#### PROVIDED INFORMATION ####

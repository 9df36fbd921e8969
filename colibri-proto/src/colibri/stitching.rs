// Copyright 2025 Anapaya Systems
//
// Licensed under the Apache License, Version 2.0 (the "License");
// you may not use this file except in compliance with the License.
// You may obtain a copy of the License at
//
//   http://www.apache.org/licenses/LICENSE-2.0
//
// Unless required by applicable law or agreed to in writing, software
// distributed under the License is distributed on an "AS IS" BASIS,
// WITHOUT WARRANTIES OR CONDITIONS OF ANY KIND, either express or implied.
// See the License for the specific language governing permissions and
// limitations under the License.

//! Stitching of segment reservations into end-to-end trips.
//!
//! A trip consists of at most one up segment, followed by a chain of zero or more core
//! segments, followed by at most one down segment. Either leg may be missing when the source or
//! the destination is itself a core AS, or when a single up or down segment already connects
//! both ends.
//!
//! The core segments form a directed graph over the ASes they connect. From every possible
//! starting point (the end of each up segment, and the source itself) the graph is searched
//! depth-first for chains ending either at the destination or at the start of a down segment.
//! No AS is visited twice within a trip, so cycles in the core graph neither loop nor produce
//! duplicate trips.

use std::{
    collections::{HashMap, HashSet},
    sync::Arc,
};

use super::{
    full_trip::FullTrip,
    looks::{ReservationLooks, StitchableSegments},
};
use crate::address::IsdAsn;

/// Combines the stitchable segments into every possible full trip from their source to their
/// destination.
///
/// Passing `None` yields no trips. The result is empty if no trip exists.
pub fn combine_all(segments: Option<&StitchableSegments>) -> Vec<FullTrip> {
    let Some(segments) = segments else {
        return Vec::new();
    };

    let stitcher = Stitcher::new(segments);
    let mut trips = Vec::new();
    stitcher.combine(&mut trips);

    tracing::trace!(
        src = %segments.src_ia,
        dst = %segments.dst_ia,
        n_up = segments.up.len(),
        n_core = segments.core.len(),
        n_down = segments.down.len(),
        n_trips = trips.len(),
        "Combined stitchable segments"
    );
    trips
}

impl StitchableSegments {
    /// Combines these segments into every possible full trip. See [combine_all].
    pub fn combine_all(&self) -> Vec<FullTrip> {
        combine_all(Some(self))
    }
}

struct Stitcher<'a> {
    segments: &'a StitchableSegments,
    core_edges: HashMap<IsdAsn, Vec<&'a Arc<ReservationLooks>>>,
}

impl<'a> Stitcher<'a> {
    fn new(segments: &'a StitchableSegments) -> Self {
        let mut core_edges: HashMap<IsdAsn, Vec<_>> = HashMap::new();
        for core in &segments.core {
            core_edges.entry(core.src_ia).or_default().push(core);
        }
        Stitcher {
            segments,
            core_edges,
        }
    }

    fn combine(&self, trips: &mut Vec<FullTrip>) {
        let segments = self.segments;
        let src = segments.src_ia;
        if src == segments.dst_ia {
            return;
        }

        for up in &segments.up {
            if up.src_ia != src || up.dst_ia == src {
                continue;
            }
            let mut trail = Trail::new(src);
            trail.push(up);
            self.extend(&mut trail, trips);
        }

        // Source is a core AS, or directly connected by a down segment.
        let mut trail = Trail::new(src);
        self.extend(&mut trail, trips);
    }

    fn extend(&self, trail: &mut Trail<'a>, trips: &mut Vec<FullTrip>) {
        let dst = self.segments.dst_ia;
        let head = trail.head();

        if head == dst {
            trips.push(trail.to_trip(None));
            return;
        }

        for down in &self.segments.down {
            if down.src_ia == head && down.dst_ia == dst {
                trips.push(trail.to_trip(Some(down)));
            }
        }

        let Some(edges) = self.core_edges.get(&head) else {
            return;
        };
        for &core in edges {
            if trail.contains(core.dst_ia) {
                continue;
            }
            trail.push(core);
            self.extend(trail, trips);
            trail.pop();
        }
    }
}

/// The segments chosen so far, together with the ASes they visit.
struct Trail<'a> {
    src: IsdAsn,
    segments: Vec<&'a Arc<ReservationLooks>>,
    visited: HashSet<IsdAsn>,
}

impl<'a> Trail<'a> {
    fn new(src: IsdAsn) -> Self {
        Trail {
            src,
            segments: Vec::new(),
            visited: HashSet::from([src]),
        }
    }

    fn head(&self) -> IsdAsn {
        self.segments.last().map_or(self.src, |l| l.dst_ia)
    }

    fn contains(&self, ia: IsdAsn) -> bool {
        self.visited.contains(&ia)
    }

    fn push(&mut self, segment: &'a Arc<ReservationLooks>) {
        self.visited.insert(segment.dst_ia);
        self.segments.push(segment);
    }

    fn pop(&mut self) {
        if let Some(segment) = self.segments.pop() {
            self.visited.remove(&segment.dst_ia);
        }
    }

    fn to_trip(&self, last: Option<&Arc<ReservationLooks>>) -> FullTrip {
        self.segments
            .iter()
            .copied()
            .chain(last)
            .cloned()
            .collect::<Vec<_>>()
            .into()
    }
}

####

» **WHAT THE TASK ASKS**: Taking the entries from their first line through the line with "under the License.", inclusive, restate each line word for word and give nothing else.

» **YOUR RESPONSE**:
repository 9df36fbd921e8969
filename colibri-proto/src/colibri/stitching.rs
// Copyright 2025 Anapaya Systems
//
// Licensed under the Apache License, Version 2.0 (the "License");
// you may not use this file except in compliance with the License.
// You may obtain a copy of the License at
//
//   http://www.apache.org/licenses/LICENSE-2.0
//
// Unless required by applicable law or agreed to in writing, software
// distributed under the License is distributed on an "AS IS" BASIS,
// WITHOUT WARRANTIES OR CONDITIONS OF ANY KIND, either express or implied.
// See the License for the specific language governing permissions and
// limitations under the License.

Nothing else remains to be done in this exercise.